RECORDS FOR PROCESSING:
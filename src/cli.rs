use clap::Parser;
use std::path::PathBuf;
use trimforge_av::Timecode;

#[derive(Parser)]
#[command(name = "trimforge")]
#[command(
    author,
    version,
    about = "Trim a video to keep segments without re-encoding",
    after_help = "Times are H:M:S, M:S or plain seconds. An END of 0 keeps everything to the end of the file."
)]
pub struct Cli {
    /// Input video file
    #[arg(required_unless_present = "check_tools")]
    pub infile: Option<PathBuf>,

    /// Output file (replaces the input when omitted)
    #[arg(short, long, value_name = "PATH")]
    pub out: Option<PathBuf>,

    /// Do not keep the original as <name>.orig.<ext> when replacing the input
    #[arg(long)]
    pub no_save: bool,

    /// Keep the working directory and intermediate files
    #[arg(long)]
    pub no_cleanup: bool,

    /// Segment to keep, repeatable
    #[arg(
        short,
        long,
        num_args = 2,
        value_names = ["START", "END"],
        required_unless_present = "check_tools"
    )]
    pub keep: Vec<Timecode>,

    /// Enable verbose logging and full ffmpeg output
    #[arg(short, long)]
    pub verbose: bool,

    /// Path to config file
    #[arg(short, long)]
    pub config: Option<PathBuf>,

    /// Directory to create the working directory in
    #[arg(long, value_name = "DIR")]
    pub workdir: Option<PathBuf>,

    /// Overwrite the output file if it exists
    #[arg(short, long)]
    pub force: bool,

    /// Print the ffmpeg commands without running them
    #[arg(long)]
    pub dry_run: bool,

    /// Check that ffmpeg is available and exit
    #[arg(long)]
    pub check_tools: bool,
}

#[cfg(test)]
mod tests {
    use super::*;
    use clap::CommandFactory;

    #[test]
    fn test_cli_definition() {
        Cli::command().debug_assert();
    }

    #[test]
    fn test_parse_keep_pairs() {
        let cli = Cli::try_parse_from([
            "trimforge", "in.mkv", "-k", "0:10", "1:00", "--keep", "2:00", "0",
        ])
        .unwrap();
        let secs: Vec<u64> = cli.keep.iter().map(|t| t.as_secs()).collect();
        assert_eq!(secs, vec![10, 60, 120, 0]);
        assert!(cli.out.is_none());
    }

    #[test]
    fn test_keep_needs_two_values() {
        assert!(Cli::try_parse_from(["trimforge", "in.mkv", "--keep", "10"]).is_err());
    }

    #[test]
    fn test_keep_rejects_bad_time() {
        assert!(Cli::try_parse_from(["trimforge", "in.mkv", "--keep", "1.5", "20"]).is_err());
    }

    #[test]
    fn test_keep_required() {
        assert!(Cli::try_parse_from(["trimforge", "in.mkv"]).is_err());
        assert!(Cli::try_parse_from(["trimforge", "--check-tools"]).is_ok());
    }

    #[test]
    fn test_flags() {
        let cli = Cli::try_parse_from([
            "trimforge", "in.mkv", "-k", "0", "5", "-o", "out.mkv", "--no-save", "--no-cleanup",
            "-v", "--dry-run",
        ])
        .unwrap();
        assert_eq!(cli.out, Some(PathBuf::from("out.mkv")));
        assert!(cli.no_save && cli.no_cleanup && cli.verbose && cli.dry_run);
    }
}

WHAT YOU WILL DO: Return every entry exactly.

WRITTEN RESPONSE:
filename src/cli.rs
use clap::Parser;
use std::path::PathBuf;
use trimforge_av::Timecode;

#[derive(Parser)]
#[command(name = "trimforge")]
#[command(
    author,
    version,
    about = "Trim a video to keep segments without re-encoding",
    after_help = "Times are H:M:S, M:S or plain seconds. An END of 0 keeps everything to the end of the file."
)]
pub struct Cli {
    /// Input video file
    #[arg(required_unless_present = "check_tools")]
    pub infile: Option<PathBuf>,

    /// Output file (replaces the input when omitted)
    #[arg(short, long, value_name = "PATH")]
    pub out: Option<PathBuf>,

    /// Do not keep the original as <name>.orig.<ext> when replacing the input
    #[arg(long)]
    pub no_save: bool,

    /// Keep the working directory and intermediate files
    #[arg(long)]
    pub no_cleanup: bool,

    /// Segment to keep, repeatable
    #[arg(
        short,
        long,
        num_args = 2,
        value_names = ["START", "END"],
        required_unless_present = "check_tools"
    )]
    pub keep: Vec<Timecode>,

    /// Enable verbose logging and full ffmpeg output
    #[arg(short, long)]
    pub verbose: bool,

    /// Path to config file
    #[arg(short, long)]
    pub config: Option<PathBuf>,

    /// Directory to create the working directory in
    #[arg(long, value_name = "DIR")]
    pub workdir: Option<PathBuf>,

    /// Overwrite the output file if it exists
    #[arg(short, long)]
    pub force: bool,

    /// Print the ffmpeg commands without running them
    #[arg(long)]
    pub dry_run: bool,

    /// Check that ffmpeg is available and exit
    #[arg(long)]
    pub check_tools: bool,
}

#[cfg(test)]
mod tests {
    use super::*;
    use clap::CommandFactory;

    #[test]
    fn test_cli_definition() {
        Cli::command().debug_assert();
    }

    #[test]
    fn test_parse_keep_pairs() {
        let cli = Cli::try_parse_from([
            "trimforge", "in.mkv", "-k", "0:10", "1:00", "--keep", "2:00", "0",
        ])
        .unwrap();
        let secs: Vec<u64> = cli.keep.iter().map(|t| t.as_secs()).collect();
        assert_eq!(secs, vec![10, 60, 120, 0]);
        assert!(cli.out.is_none());
    }

    #[test]
    fn test_keep_needs_two_values() {
        assert!(Cli::try_parse_from(["trimforge", "in.mkv", "--keep", "10"]).is_err());
    }

    #[test]
    fn test_keep_rejects_bad_time() {
        assert!(Cli::try_parse_from(["trimforge", "in.mkv", "--keep", "1.5", "20"]).is_err());
    }

    #[test]
    fn test_keep_required() {
        assert!(Cli::try_parse_from(["trimforge", "in.mkv"]).is_err());
        assert!(Cli::try_parse_from(["trimforge", "--check-tools"]).is_ok());
    }

    #[test]
    fn test_flags() {
        let cli = Cli::try_parse_from([
            "trimforge", "in.mkv", "-k", "0", "5", "-o", "out.mkv", "--no-save", "--no-cleanup",
            "-v", "--dry-run",
        ])
        .unwrap();
        assert_eq!(cli.out, Some(PathBuf::from("out.mkv")));
        assert!(cli.no_save && cli.no_cleanup && cli.verbose && cli.dry_run);
    }
}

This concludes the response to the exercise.